Marx engage Fränkel à adopter toutes les mesures sociales immédiatement possibles.
                Fränkel s’exécute sans plus attendre. Le 27 avril, il supprime les retenues sur salaires, instrument du despotisme et de l’arbitraire patronaux. Une semaine auparavant, il avait déjà aboli le travail de nuit pour les ouvriers boulangers. À ceux qui lui reprochent d’avoir rendu ce décret sans avoir préalablement consulté les patrons, il rétorque :
                « Nous sommes ici non pas seulement pour défendre des questions de municipalités, mais pour faire des réformes sociales. Et pour faire ces réformes sociales, devons-nous d’abord consulter les patrons ? […] Non ! Je n’ai accepté d’autre mandat ici que celui de défendre le prolétariat, et, quand une mesure est juste, je l’accepte et je l’exécute sans m’occuper de consulter les patrons. »
                Dans ses fonctions de délégué au Travail, Fränkel se montre résolu, consciencieux, infatigable. Exigeant avec ses collègues comme avec lui-même, il devient intransigeant, implacable lorsqu’il considère que l’inertie ou la mauvaise volonté de certains entravent la marche de la Révolution.

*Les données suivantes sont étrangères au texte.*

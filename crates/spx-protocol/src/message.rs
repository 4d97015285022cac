use serde::{Deserialize, Serialize};
use serde_json::Value;

use crate::{Message, WorkerId};

/// Commands delivered to a worker.
///
/// The first four variants belong to the engine's pthread bootstrap and are forwarded verbatim
/// to the engine runtime; the remaining ones are answered by the worker's own router.
#[derive(Debug, Clone, PartialEq, Serialize, Deserialize)]
#[serde(tag = "cmd", rename_all = "camelCase")]
pub enum WorkerCommand {
    /// Parse and load the engine code in this worker. Answered with [`WorkerEvent::Loaded`].
    #[serde(rename_all = "camelCase")]
    Load {
        #[serde(rename = "workerID")]
        worker_id: WorkerId,
        #[serde(default)]
        handlers: Vec<String>,
    },

    /// Bind this worker to a pthread and enter its start routine.
    #[serde(rename_all = "camelCase")]
    Run {
        #[serde(rename = "pthread_ptr")]
        pthread_ptr: u64,
        #[serde(rename = "start_routine")]
        start_routine: u64,
        arg: u64,
    },

    /// `pthread_cancel()` on the bound thread.
    Cancel,

    CheckMailbox,

    #[serde(rename_all = "camelCase")]
    ProjectDataUpdate { data: Vec<u8> },

    #[serde(rename_all = "camelCase")]
    CustomCommand {
        #[serde(default)]
        custom_cmd: Option<String>,
        #[serde(default)]
        payload: Value,
    },

    /// Invoke a module function and answer through a page-side callback handler.
    #[serde(rename_all = "camelCase")]
    CustomCall {
        func_name: String,
        #[serde(default)]
        args: Vec<Value>,
    },

    Ping,

    GetWorkerStatus,

    /// Load the secondary module in this worker.
    #[serde(rename = "initGoWasm")]
    InitModule,

    #[serde(rename = "callGoFunction", rename_all = "camelCase")]
    CallFunction {
        func_name: String,
        #[serde(default)]
        args: Vec<Value>,
    },

    Shutdown,
}

impl Message for WorkerCommand {
    const TAGS: &'static [&'static str] = &[
        "load",
        "run",
        "cancel",
        "checkMailbox",
        "projectDataUpdate",
        "customCommand",
        "customCall",
        "ping",
        "getWorkerStatus",
        "initGoWasm",
        "callGoFunction",
        "shutdown",
    ];

    fn tag(&self) -> &'static str {
        match self {
            WorkerCommand::Load { .. } => "load",
            WorkerCommand::Run { .. } => "run",
            WorkerCommand::Cancel => "cancel",
            WorkerCommand::CheckMailbox => "checkMailbox",
            WorkerCommand::ProjectDataUpdate { .. } => "projectDataUpdate",
            WorkerCommand::CustomCommand { .. } => "customCommand",
            WorkerCommand::CustomCall { .. } => "customCall",
            WorkerCommand::Ping => "ping",
            WorkerCommand::GetWorkerStatus => "getWorkerStatus",
            WorkerCommand::InitModule => "initGoWasm",
            WorkerCommand::CallFunction { .. } => "callGoFunction",
            WorkerCommand::Shutdown => "shutdown",
        }
    }
}

/// Lifecycle of the secondary module inside one worker.
#[derive(Debug, Clone, Copy, PartialEq, Eq, Hash, Serialize, Deserialize)]
#[serde(rename_all = "lowercase")]
pub enum ModuleState {
    Unloaded,
    Loading,
    Ready,
    Error,
    Destroyed,
}

impl ModuleState {
    /// Terminal states reject calls instead of queueing them.
    pub fn is_terminal(self) -> bool {
        matches!(self, ModuleState::Error | ModuleState::Destroyed)
    }
}

/// Events a worker posts back to the host.
#[derive(Debug, Clone, PartialEq, Serialize, Deserialize)]
#[serde(tag = "cmd", rename_all = "camelCase")]
pub enum WorkerEvent {
    Loaded {
        #[serde(default, skip_serializing_if = "Option::is_none")]
        error: Option<String>,
    },

    /// Handshake from the secondary module: it is running and exports these functions.
    #[serde(rename = "goModuleReady", rename_all = "camelCase")]
    ModuleReady { available_functions: Vec<String> },

    #[serde(rename = "goFunctionResult")]
    FunctionResult {
        success: bool,
        #[serde(default)]
        result: Value,
        #[serde(default, skip_serializing_if = "Option::is_none")]
        error: Option<String>,
    },

    Pong {
        #[serde(rename = "workerID")]
        worker_id: WorkerId,
    },

    #[serde(rename_all = "camelCase")]
    WorkerStatus {
        #[serde(rename = "workerID")]
        worker_id: WorkerId,
        #[serde(rename = "pthread_ptr")]
        pthread_ptr: u64,
        #[serde(rename = "initializedJS")]
        initialized_js: bool,
        module_state: ModuleState,
    },

    #[serde(rename = "goWasmInitResult")]
    ModuleInitResult {
        success: bool,
        #[serde(default, skip_serializing_if = "Option::is_none")]
        error: Option<String>,
    },

    CustomCommandComplete {
        #[serde(rename = "workerID")]
        worker_id: WorkerId,
        result: String,
    },

    /// Invoke a page-side handler registered at load time.
    CallHandler {
        handler: String,
        #[serde(default)]
        args: Vec<Value>,
    },

    #[serde(rename_all = "camelCase")]
    UnknownCommand { original_cmd: String },

    #[serde(rename_all = "camelCase")]
    Error {
        error: String,
        #[serde(default, skip_serializing_if = "Option::is_none")]
        original_cmd: Option<String>,
    },

    /// The worker (or its module) failed and should no longer receive calls.
    WorkerError { error: String },
}

impl Message for WorkerEvent {
    const TAGS: &'static [&'static str] = &[
        "loaded",
        "goModuleReady",
        "goFunctionResult",
        "pong",
        "workerStatus",
        "goWasmInitResult",
        "customCommandComplete",
        "callHandler",
        "unknownCommand",
        "error",
        "workerError",
    ];

    fn tag(&self) -> &'static str {
        match self {
            WorkerEvent::Loaded { .. } => "loaded",
            WorkerEvent::ModuleReady { .. } => "goModuleReady",
            WorkerEvent::FunctionResult { .. } => "goFunctionResult",
            WorkerEvent::Pong { .. } => "pong",
            WorkerEvent::WorkerStatus { .. } => "workerStatus",
            WorkerEvent::ModuleInitResult { .. } => "goWasmInitResult",
            WorkerEvent::CustomCommandComplete { .. } => "customCommandComplete",
            WorkerEvent::CallHandler { .. } => "callHandler",
            WorkerEvent::UnknownCommand { .. } => "unknownCommand",
            WorkerEvent::Error { .. } => "error",
            WorkerEvent::WorkerError { .. } => "workerError",
        }
    }
}

#[cfg(test)]
mod tests {
    use super::*;
    use serde_json::json;

    fn sample_commands() -> Vec<WorkerCommand> {
        vec![
            WorkerCommand::Load {
                worker_id: 1,
                handlers: vec!["onPrint".into()],
            },
            WorkerCommand::Run {
                pthread_ptr: 0x1000,
                start_routine: 12,
                arg: 0,
            },
            WorkerCommand::Cancel,
            WorkerCommand::CheckMailbox,
            WorkerCommand::ProjectDataUpdate { data: vec![1, 2] },
            WorkerCommand::CustomCommand {
                custom_cmd: Some("reload".into()),
                payload: Value::Null,
            },
            WorkerCommand::CustomCall {
                func_name: "setAIInteractionAPIEndpoint".into(),
                args: vec![json!("https://example.invalid")],
            },
            WorkerCommand::Ping,
            WorkerCommand::GetWorkerStatus,
            WorkerCommand::InitModule,
            WorkerCommand::CallFunction {
                func_name: "goLoadData".into(),
                args: vec![],
            },
            WorkerCommand::Shutdown,
        ]
    }

    fn sample_events() -> Vec<WorkerEvent> {
        vec![
            WorkerEvent::Loaded { error: None },
            WorkerEvent::ModuleReady {
                available_functions: vec!["goWasmInit".into()],
            },
            WorkerEvent::FunctionResult {
                success: true,
                result: json!(3),
                error: None,
            },
            WorkerEvent::Pong { worker_id: 1 },
            WorkerEvent::WorkerStatus {
                worker_id: 1,
                pthread_ptr: 0,
                initialized_js: false,
                module_state: ModuleState::Loading,
            },
            WorkerEvent::ModuleInitResult {
                success: false,
                error: Some("boom".into()),
            },
            WorkerEvent::CustomCommandComplete {
                worker_id: 1,
                result: "ok".into(),
            },
            WorkerEvent::CallHandler {
                handler: "_spxCbX".into(),
                args: vec![],
            },
            WorkerEvent::UnknownCommand {
                original_cmd: "nope".into(),
            },
            WorkerEvent::Error {
                error: "bad".into(),
                original_cmd: None,
            },
            WorkerEvent::WorkerError { error: "dead".into() },
        ]
    }

    #[test]
    fn tag_table_matches_serde_tags() {
        let commands = sample_commands();
        assert_eq!(commands.len(), WorkerCommand::TAGS.len());
        for cmd in commands {
            let value = serde_json::to_value(&cmd).unwrap();
            assert_eq!(value["cmd"], cmd.tag());
            assert!(WorkerCommand::TAGS.contains(&cmd.tag()));
        }

        let events = sample_events();
        assert_eq!(events.len(), WorkerEvent::TAGS.len());
        for evt in events {
            let value = serde_json::to_value(&evt).unwrap();
            assert_eq!(value["cmd"], evt.tag());
            assert!(WorkerEvent::TAGS.contains(&evt.tag()));
        }
    }

    #[test]
    fn engine_bootstrap_fields_use_engine_names() {
        let value = serde_json::to_value(WorkerCommand::Run {
            pthread_ptr: 64,
            start_routine: 5,
            arg: 9,
        })
        .unwrap();
        assert_eq!(
            value,
            json!({ "cmd": "run", "pthread_ptr": 64, "start_routine": 5, "arg": 9 })
        );

        let value = serde_json::to_value(WorkerCommand::Load {
            worker_id: 4,
            handlers: vec![],
        })
        .unwrap();
        assert_eq!(value["workerID"], 4);
    }

    #[test]
    fn function_result_accepts_missing_result() {
        let evt: WorkerEvent =
            serde_json::from_value(json!({ "cmd": "goFunctionResult", "success": false, "error": "x" }))
                .unwrap();
        assert_eq!(
            evt,
            WorkerEvent::FunctionResult {
                success: false,
                result: Value::Null,
                error: Some("x".into()),
            }
        );
    }

    #[test]
    fn module_state_terminality() {
        assert!(!ModuleState::Unloaded.is_terminal());
        assert!(!ModuleState::Loading.is_terminal());
        assert!(!ModuleState::Ready.is_terminal());
        assert!(ModuleState::Error.is_terminal());
        assert!(ModuleState::Destroyed.is_terminal());
    }
}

C’est le cas lors de la séance du 12 mai. Justifiant ses positions antérieures sur les marchés de l’habillement militaire, il s’indigne de la lenteur de leur application.
                « Je n’ajouterai que quelques mots, dit-il. Nous ne dévons pas oublier que la Révolution du 18 mars a été faite exclusivement par la classe ouvrière. Si nous ne faisons rien pour cette classe, nous qui avons pour principe l’égalité sociale, je ne vois pas la raison d’être de la Commune. »
Le même jour, il demande que soit instaurée la journée de huit heures. Il n’obtient pas gain de cause mais il avait réussi à imposer auparavant la journée de dix heures aux ateliers de réparation d’armes du Louvre.
                Sur les bancs de l’Assemblée communale, Fränkel est animé d’un sens politique qui ne se dément jamais. En toutes circonstances, il fait preuve d’un discernement et d’une clairvoyance irréprochables. Pragmatique, il vote le 1er mai pour la création d’un Comité de Salut public. Mais non sans restrictions. Voici sa position exacte :
                « Quoique je ne voie pas l’utilité de ce Comité, mais ne voulant pas prêter à des insinuations contraires à mes opinions révolutionnaires socialistes, et tout en réservant le droit d’insurrection contre ce Comité, je vote pour. »
Constatant l’inefficacité du Comité de Salut public et fidèle à sa ligne de conduite, il déclare le 15 mai :
                « En votant pour le Comité de Salut public, je me suis réservé le droit de juger. J’use de ce droit en me ralliant à la déclaration de la minorité. Je veux avant tout le salut de la Commune. »
À Paschal Grousset qui le traite, lui et les minoritaires, de « Girondins », il adresse cette réplique cinglante :
                « Si vous nous appelez Girondins, c’est que probablement, vous vous couchez et vous levez avec le Moniteur de 93, c’est assurément la raison qui vous empêche de voir quelle différence il y a entre des bourgeois et nous, socialistes révolutionnaires. »
                Le 21 mai, jour de l’entrée des troupes versaillaises dans Paris, la Commune juge le général Cluseret. Une nouvelle fois, Fränkel s’illustre par sa lucidité et sa circonspection :
                « Pour ma part, dit-il, je ne crois pas à la trahison de Cluseret mais, en temps de révolution, quand un général, soit par négligence soit par incapacité, compromet les intérêts qui lui sont confiés, on doit toujours l’arrêter. […] Si celui-ci est innocent, qu’on le mette en liberté, mais qu’on ne lui confie, dans aucun cas, un commandement quelconque. »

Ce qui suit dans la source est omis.